//! Configuration validation utilities

use crate::{ConfigError, Result, ShiftBoardConfig};
use url::Url;

/// Configuration validator
pub struct ConfigValidator;

impl ConfigValidator {
    /// Validate a complete configuration
    pub fn validate(config: &ShiftBoardConfig) -> Result<()> {
        Self::validate_endpoint("csv_url", &config.csv_url)?;
        Self::validate_endpoint("webapp_url", &config.webapp_url)?;

        if config.calendar.first_day > 6 {
            return Err(ConfigError::Validation {
                field: "calendar.firstDay".to_string(),
                message: format!(
                    "Invalid first day: {}. Must be between 0 and 6",
                    config.calendar.first_day
                ),
            });
        }

        Ok(())
    }

    /// Endpoints must be absolute http(s) URLs
    fn validate_endpoint(field: &str, value: &str) -> Result<()> {
        if value.trim().is_empty() {
            return Err(ConfigError::Validation {
                field: field.to_string(),
                message: "must not be empty".to_string(),
            });
        }

        let url = Url::parse(value.trim()).map_err(|e| ConfigError::Validation {
            field: field.to_string(),
            message: format!("not a valid URL: {e}"),
        })?;

        match url.scheme() {
            "http" | "https" => Ok(()),
            scheme => Err(ConfigError::Validation {
                field: field.to_string(),
                message: format!("unsupported scheme: {scheme}"),
            }),
        }
    }
}
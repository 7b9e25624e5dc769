//! User-facing notifications for the outcome of each user action

use serde::Serialize;
use shift_board_shared::{RequestId, ShiftBoardError};

pub const ROSTER_LOAD_FAILED: &str = "CSV konnte nicht geladen werden.";
pub const MISSING_REQUEST_FIELDS: &str = "Bitte Name, Datum und Dienst wählen.";
pub const REQUEST_ACCEPTED: &str = "Übernommen.";

#[derive(Debug, Clone, Copy, Serialize, PartialEq, Eq)]
#[serde(rename_all = "lowercase")]
pub enum NoticeLevel {
    Info,
    Error,
}

/// Blocking notification shown to the user
#[derive(Debug, Clone, Serialize, PartialEq, Eq)]
pub struct Notice {
    pub level: NoticeLevel,
    pub message: String,
}

impl Notice {
    pub fn info(message: impl Into<String>) -> Self {
        Self {
            level: NoticeLevel::Info,
            message: message.into(),
        }
    }

    pub fn error(message: impl Into<String>) -> Self {
        Self {
            level: NoticeLevel::Error,
            message: message.into(),
        }
    }

    pub fn is_error(&self) -> bool {
        self.level == NoticeLevel::Error
    }

    pub fn roster_failed(err: &ShiftBoardError) -> Self {
        log::error!("CSV Fehler: {err}");
        Self::error(ROSTER_LOAD_FAILED)
    }

    pub fn request_sent(id: &RequestId) -> Self {
        Self::info(format!("Anfrage gesendet (ID: {id})."))
    }

    pub fn send_failed(err: &ShiftBoardError) -> Self {
        log::error!("Senden fehlgeschlagen: {err}");
        match err {
            ShiftBoardError::Validation { .. } => Self::error(MISSING_REQUEST_FIELDS),
            other => Self::error(format!("Fehler beim Senden: {other}")),
        }
    }

    pub fn accepted() -> Self {
        Self::info(REQUEST_ACCEPTED)
    }

    pub fn accept_failed(err: &ShiftBoardError) -> Self {
        log::error!("Akzeptieren fehlgeschlagen: {err}");
        Self::error(format!("Fehler beim Akzeptieren: {err}"))
    }
}
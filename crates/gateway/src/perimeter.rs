//! Gateway-side request pipeline.
//!
//! For every inbound request the gateway rate limits by client key,
//! authenticates the optional bearer token, and signs the outbound request so
//! internal services can trust the identity headers it carries.
//!
//! ```text
//! inbound ──► LayeredLimiter ──► TokenVerifier ──► RequestSigner ──► outbound
//!                 │ deny              │ error
//!                 ▼                   ▼
//!               429               401 / 500
//! ```

use std::sync::Arc;

use http::{HeaderMap, header::AUTHORIZATION};
use perimeter_authn::{
    AuthError, GatewayKey, Identity, InvalidTokenAudit, RequestSigner, RevocationLedger,
    SignedRequest, TokenVerifier, VerificationCache, bearer_token,
};
use perimeter_ratelimit::{
    ActorRateLimiter, LayeredLimiter, RateLimitDecision, SharedCounterRateLimiter,
    apply_quota_headers,
};
use perimeter_storage::{BatchConfig, CircuitBreaker, StorageBackend, WriteBatcher};
use tracing::{info, warn};

use crate::{
    config::PerimeterConfig,
    error::{GatewayError, Rejection},
};

/// A request the gateway let through.
#[derive(Debug, Clone)]
pub struct Admitted {
    /// The authenticated caller, `None` for public requests.
    pub identity: Option<Identity>,
    /// Headers to forward: the inbound set with signed trust headers applied
    /// and the bearer token removed.
    pub headers: HeaderMap,
    /// The limiter verdict, for quota headers on the response.
    pub decision: RateLimitDecision,
}

impl Admitted {
    /// Writes `x-ratelimit-limit` and `x-ratelimit-remaining` onto the
    /// response headers. Nothing is written when no limiter reported a quota.
    pub fn apply_quota_headers(&self, response: &mut HeaderMap) {
        let limit = self.decision.limit();
        if limit == u32::MAX {
            return;
        }
        apply_quota_headers(response, limit, self.decision.remaining());
    }
}

/// The gateway pipeline.
#[derive(Debug)]
pub struct Perimeter {
    limiter: LayeredLimiter,
    verifier: TokenVerifier,
    signer: RequestSigner,
}

impl Perimeter {
    /// Assembles a pipeline from its parts.
    #[must_use]
    pub fn new(limiter: LayeredLimiter, verifier: TokenVerifier, signer: RequestSigner) -> Self {
        Self { limiter, verifier, signer }
    }

    /// Builds the pipeline described by `config` over `store`.
    ///
    /// # Errors
    ///
    /// Returns [`GatewayError::Config`] if the configuration is invalid.
    pub fn from_config(
        config: &PerimeterConfig,
        store: Arc<dyn StorageBackend>,
    ) -> Result<Self, GatewayError> {
        config.validate()?;
        let env = config.environment;

        let breaker = CircuitBreaker::new("revocation", config.breaker_config()?);
        let ledger = RevocationLedger::new(Arc::clone(&store), breaker, env);
        let verifier_config = config.verifier_config()?;
        let cache = VerificationCache::new(
            env,
            verifier_config.cache_ttl(),
            verifier_config.cache_capacity(),
        );
        let audit = InvalidTokenAudit::new(
            WriteBatcher::new("invalid-token-audit", Arc::clone(&store), BatchConfig::default()),
            env,
        );
        let verifier = TokenVerifier::new(config.token_secret.expose().as_bytes(), ledger, cache)
            .with_audit(audit);

        let gateway_key = GatewayKey::new(config.gateway_secret.expose().as_bytes())?;
        let signer = RequestSigner::new(gateway_key);

        let mut limiter = LayeredLimiter::new();
        if config.rate_limit.actor {
            limiter = limiter
                .with(Arc::new(ActorRateLimiter::new(Arc::clone(&store), config.actor_config()?)));
        }
        if config.rate_limit.shared_counter {
            limiter = limiter.with(Arc::new(SharedCounterRateLimiter::new(
                Arc::clone(&store),
                config.shared_counter_config()?,
            )));
        }
        if limiter.is_empty() {
            warn!("no rate limiter configured, all traffic is admitted");
        }

        info!(environment = %env, limiters = limiter.len(), "perimeter assembled");
        Ok(Self::new(limiter, verifier, signer))
    }

    /// The token verifier.
    #[must_use]
    pub fn verifier(&self) -> &TokenVerifier {
        &self.verifier
    }

    /// Rate limits `client_key`. Never fails: limiter errors allow the request.
    pub async fn admit(&self, client_key: &str) -> RateLimitDecision {
        self.limiter.check(client_key).await
    }

    /// Authenticates the bearer token in `headers`, if any.
    ///
    /// # Errors
    ///
    /// Returns the [`AuthError`] for a malformed, invalid, expired or revoked
    /// token. Malformed headers are audited like failed tokens.
    pub async fn authenticate(&self, headers: &HeaderMap) -> Result<Option<Identity>, AuthError> {
        let token = match bearer_token(headers) {
            Ok(token) => token,
            Err(err) => {
                let presented = headers
                    .get(AUTHORIZATION)
                    .map(|value| String::from_utf8_lossy(value.as_bytes()).into_owned())
                    .unwrap_or_default();
                self.verifier.record_failure(&presented, &err);
                return Err(err);
            },
        };
        match token {
            Some(token) => Ok(Some(self.verifier.verify(token).await?.identity())),
            None => Ok(None),
        }
    }

    /// Signs `identity` and writes the trust headers into `headers`.
    ///
    /// # Errors
    ///
    /// Returns [`AuthError::InvalidRequest`] if an identity field cannot be
    /// carried in a header.
    pub fn sign_outbound(
        &self,
        identity: Option<&Identity>,
        headers: &mut HeaderMap,
    ) -> Result<SignedRequest, AuthError> {
        let signed = self.signer.sign(identity);
        signed.apply(headers)?;
        Ok(signed)
    }

    /// Runs the whole pipeline for one inbound request.
    ///
    /// # Errors
    ///
    /// Returns a [`Rejection`] when the caller is rate limited or fails
    /// authentication.
    #[tracing::instrument(skip(self, inbound))]
    pub async fn handle(
        &self,
        client_key: &str,
        inbound: &HeaderMap,
    ) -> Result<Admitted, Rejection> {
        let decision = self.admit(client_key).await;
        if let RateLimitDecision::Deny { limit, retry_after } = decision {
            return Err(Rejection::RateLimited { limit, retry_after });
        }

        let identity = self.authenticate(inbound).await?;

        let mut headers = inbound.clone();
        headers.remove(AUTHORIZATION);
        self.sign_outbound(identity.as_ref(), &mut headers)?;

        Ok(Admitted { identity, headers, decision })
    }

    /// Revokes every outstanding token for `email` and drops cached
    /// verifications.
    ///
    /// # Errors
    ///
    /// Returns [`AuthError::RevocationWriteFailed`] if the new version could
    /// not be stored. Revocation never fails silently.
    #[tracing::instrument(skip(self))]
    pub async fn invalidate_sessions(&self, email: &str) -> Result<u64, AuthError> {
        let version = self.verifier.ledger().increment_version(email).await?;
        self.verifier.cache().clear();
        info!(version, "sessions invalidated");
        Ok(version)
    }
}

» **EXERCISE PROMPT**
If a line in the entries above contains the word "HeaderMap", copy it.

» **TASK SOLUTION**
use http::{HeaderMap, header::AUTHORIZATION};
    pub headers: HeaderMap,
    pub fn apply_quota_headers(&self, response: &mut HeaderMap) {
    pub async fn authenticate(&self, headers: &HeaderMap) -> Result<Option<Identity>, AuthError> {
        headers: &mut HeaderMap,
        inbound: &HeaderMap,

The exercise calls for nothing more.